**WHAT YOU ARE ASKED TO DO:**
Retype all of the records shown beneath this task, exactly as they stand.

%%

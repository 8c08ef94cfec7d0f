use std::fmt;
use std::sync::Arc;

use crate::error::DriverError;
use crate::graph::NodeId;
use crate::large_object::LargeObject;

/// Primitive value, as seen by the validator.
#[derive(Debug, Clone, PartialEq)]
pub enum Scalar {
    Null,
    Bool(bool),
    Int(i64),
    /// May be non-finite. NaN and ±Infinity never survive validation.
    Float(f64),
    Text(String),
    /// Driver numeric carried as text (NUMBER/DECIMAL beyond f64 precision).
    /// Not a plain primitive, passed through as-is.
    Decimal(String),
}

impl Scalar {
    pub fn kind(&self) -> &'static str {
        match self {
            Scalar::Null => "null",
            Scalar::Bool(_) => "bool",
            Scalar::Int(_) => "int",
            Scalar::Float(_) => "float",
            Scalar::Text(_) => "text",
            Scalar::Decimal(_) => "decimal",
        }
    }

    /// Plain JSON form. A non-finite float has no JSON representation and
    /// becomes `null`.
    pub fn into_json(self) -> serde_json::Value {
        match self {
            Scalar::Null => serde_json::Value::Null,
            Scalar::Bool(b) => serde_json::Value::Bool(b),
            Scalar::Int(i) => serde_json::Value::from(i),
            Scalar::Float(f) => serde_json::Number::from_f64(f)
                .map(serde_json::Value::Number)
                .unwrap_or(serde_json::Value::Null),
            Scalar::Text(s) | Scalar::Decimal(s) => serde_json::Value::String(s),
        }
    }
}

/// A raw value handed over by the driver, classified once at construction.
///
/// Compound values (`Array`, `Object`) live in a [`RawGraph`](crate::RawGraph)
/// and are referenced by [`NodeId`], so a record may point back at itself or
/// at any of its ancestors.
#[derive(Clone)]
pub enum RawValue {
    Scalar(Scalar),
    /// Accessor container holding one value (`{ value: v }`).
    Wrapped(Box<RawValue>),
    /// Out-of-line content behind an async fetch.
    LargeObject(Arc<dyn LargeObject>),
    Array(NodeId),
    Object(NodeId),
    /// Milliseconds since the Unix epoch. Values outside the representable
    /// calendar range are invalid dates.
    Timestamp(i64),
    /// Function-valued member (driver method). Never part of the output.
    Callable,
    /// Unknown driver object, with its text rendering if it has one.
    Opaque(Option<String>),
    /// A member whose read failed in the driver.
    Unreadable(DriverError),
}

impl RawValue {
    pub fn null() -> Self {
        RawValue::Scalar(Scalar::Null)
    }

    pub fn text(s: impl Into<String>) -> Self {
        RawValue::Scalar(Scalar::Text(s.into()))
    }

    pub fn wrapped(inner: RawValue) -> Self {
        RawValue::Wrapped(Box::new(inner))
    }

    pub fn large_object(handle: impl LargeObject + 'static) -> Self {
        RawValue::LargeObject(Arc::new(handle))
    }

    pub fn kind(&self) -> &'static str {
        match self {
            RawValue::Scalar(s) => s.kind(),
            RawValue::Wrapped(_) => "wrapped",
            RawValue::LargeObject(_) => "large_object",
            RawValue::Array(_) => "array",
            RawValue::Object(_) => "object",
            RawValue::Timestamp(_) => "timestamp",
            RawValue::Callable => "callable",
            RawValue::Opaque(_) => "opaque",
            RawValue::Unreadable(_) => "unreadable",
        }
    }

    pub fn is_null(&self) -> bool {
        matches!(self, RawValue::Scalar(Scalar::Null))
    }

    /// Arena node backing this value, for compound values.
    pub fn node_id(&self) -> Option<NodeId> {
        match self {
            RawValue::Array(id) | RawValue::Object(id) => Some(*id),
            _ => None,
        }
    }
}

impl fmt::Debug for RawValue {
    fn fmt(&self, f: &mut fmt::Formatter<'_>) -> fmt::Result {
        match self {
            RawValue::Scalar(s) => write!(f, "{s:?}"),
            RawValue::Wrapped(inner) => f.debug_tuple("Wrapped").field(inner).finish(),
            RawValue::LargeObject(_) => f.write_str("LargeObject(..)"),
            RawValue::Array(id) => write!(f, "Array({})", id.index()),
            RawValue::Object(id) => write!(f, "Object({})", id.index()),
            RawValue::Timestamp(ms) => write!(f, "Timestamp({ms})"),
            RawValue::Callable => f.write_str("Callable"),
            RawValue::Opaque(text) => f.debug_tuple("Opaque").field(text).finish(),
            RawValue::Unreadable(e) => f.debug_tuple("Unreadable").field(e).finish(),
        }
    }
}

impl From<Scalar> for RawValue {
    fn from(s: Scalar) -> Self {
        RawValue::Scalar(s)
    }
}

impl From<&str> for RawValue {
    fn from(s: &str) -> Self {
        RawValue::text(s)
    }
}

impl From<String> for RawValue {
    fn from(s: String) -> Self {
        RawValue::text(s)
    }
}

impl From<i64> for RawValue {
    fn from(i: i64) -> Self {
        RawValue::Scalar(Scalar::Int(i))
    }
}

impl From<f64> for RawValue {
    fn from(f: f64) -> Self {
        RawValue::Scalar(Scalar::Float(f))
    }
}

impl From<bool> for RawValue {
    fn from(b: bool) -> Self {
        RawValue::Scalar(Scalar::Bool(b))
    }
}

%%

**ANSWER BOX:**
repository 8c08ef94cfec7d0f
use std::fmt;
use std::sync::Arc;

use crate::error::DriverError;
use crate::graph::NodeId;
use crate::large_object::LargeObject;

/// Primitive value, as seen by the validator.
#[derive(Debug, Clone, PartialEq)]
pub enum Scalar {
    Null,
    Bool(bool),
    Int(i64),
    /// May be non-finite. NaN and ±Infinity never survive validation.
    Float(f64),
    Text(String),
    /// Driver numeric carried as text (NUMBER/DECIMAL beyond f64 precision).
    /// Not a plain primitive, passed through as-is.
    Decimal(String),
}

impl Scalar {
    pub fn kind(&self) -> &'static str {
        match self {
            Scalar::Null => "null",
            Scalar::Bool(_) => "bool",
            Scalar::Int(_) => "int",
            Scalar::Float(_) => "float",
            Scalar::Text(_) => "text",
            Scalar::Decimal(_) => "decimal",
        }
    }

    /// Plain JSON form. A non-finite float has no JSON representation and
    /// becomes `null`.
    pub fn into_json(self) -> serde_json::Value {
        match self {
            Scalar::Null => serde_json::Value::Null,
            Scalar::Bool(b) => serde_json::Value::Bool(b),
            Scalar::Int(i) => serde_json::Value::from(i),
            Scalar::Float(f) => serde_json::Number::from_f64(f)
                .map(serde_json::Value::Number)
                .unwrap_or(serde_json::Value::Null),
            Scalar::Text(s) | Scalar::Decimal(s) => serde_json::Value::String(s),
        }
    }
}

/// A raw value handed over by the driver, classified once at construction.
///
/// Compound values (`Array`, `Object`) live in a [`RawGraph`](crate::RawGraph)
/// and are referenced by [`NodeId`], so a record may point back at itself or
/// at any of its ancestors.
#[derive(Clone)]
pub enum RawValue {
    Scalar(Scalar),
    /// Accessor container holding one value (`{ value: v }`).
    Wrapped(Box<RawValue>),
    /// Out-of-line content behind an async fetch.
    LargeObject(Arc<dyn LargeObject>),
    Array(NodeId),
    Object(NodeId),
    /// Milliseconds since the Unix epoch. Values outside the representable
    /// calendar range are invalid dates.
    Timestamp(i64),
    /// Function-valued member (driver method). Never part of the output.
    Callable,
    /// Unknown driver object, with its text rendering if it has one.
    Opaque(Option<String>),
    /// A member whose read failed in the driver.
    Unreadable(DriverError),
}

impl RawValue {
    pub fn null() -> Self {
        RawValue::Scalar(Scalar::Null)
    }

    pub fn text(s: impl Into<String>) -> Self {
        RawValue::Scalar(Scalar::Text(s.into()))
    }

    pub fn wrapped(inner: RawValue) -> Self {
        RawValue::Wrapped(Box::new(inner))
    }

    pub fn large_object(handle: impl LargeObject + 'static) -> Self {
        RawValue::LargeObject(Arc::new(handle))
    }

    pub fn kind(&self) -> &'static str {
        match self {
            RawValue::Scalar(s) => s.kind(),
            RawValue::Wrapped(_) => "wrapped",
            RawValue::LargeObject(_) => "large_object",
            RawValue::Array(_) => "array",
            RawValue::Object(_) => "object",
            RawValue::Timestamp(_) => "timestamp",
            RawValue::Callable => "callable",
            RawValue::Opaque(_) => "opaque",
            RawValue::Unreadable(_) => "unreadable",
        }
    }

    pub fn is_null(&self) -> bool {
        matches!(self, RawValue::Scalar(Scalar::Null))
    }

    /// Arena node backing this value, for compound values.
    pub fn node_id(&self) -> Option<NodeId> {
        match self {
            RawValue::Array(id) | RawValue::Object(id) => Some(*id),
            _ => None,
        }
    }
}

impl fmt::Debug for RawValue {
    fn fmt(&self, f: &mut fmt::Formatter<'_>) -> fmt::Result {
        match self {
            RawValue::Scalar(s) => write!(f, "{s:?}"),
            RawValue::Wrapped(inner) => f.debug_tuple("Wrapped").field(inner).finish(),
            RawValue::LargeObject(_) => f.write_str("LargeObject(..)"),
            RawValue::Array(id) => write!(f, "Array({})", id.index()),
            RawValue::Object(id) => write!(f, "Object({})", id.index()),
            RawValue::Timestamp(ms) => write!(f, "Timestamp({ms})"),
            RawValue::Callable => f.write_str("Callable"),
            RawValue::Opaque(text) => f.debug_tuple("Opaque").field(text).finish(),
            RawValue::Unreadable(e) => f.debug_tuple("Unreadable").field(e).finish(),
        }
    }
}

impl From<Scalar> for RawValue {
    fn from(s: Scalar) -> Self {
        RawValue::Scalar(s)
    }
}

impl From<&str> for RawValue {
    fn from(s: &str) -> Self {
        RawValue::text(s)
    }
}

impl From<String> for RawValue {
    fn from(s: String) -> Self {
        RawValue::text(s)
    }
}

impl From<i64> for RawValue {
    fn from(i: i64) -> Self {
        RawValue::Scalar(Scalar::Int(i))
    }
}

impl From<f64> for RawValue {
    fn from(f: f64) -> Self {
        RawValue::Scalar(Scalar::Float(f))
    }
}

impl From<bool> for RawValue {
    fn from(b: bool) -> Self {
        RawValue::Scalar(Scalar::Bool(b))
    }
}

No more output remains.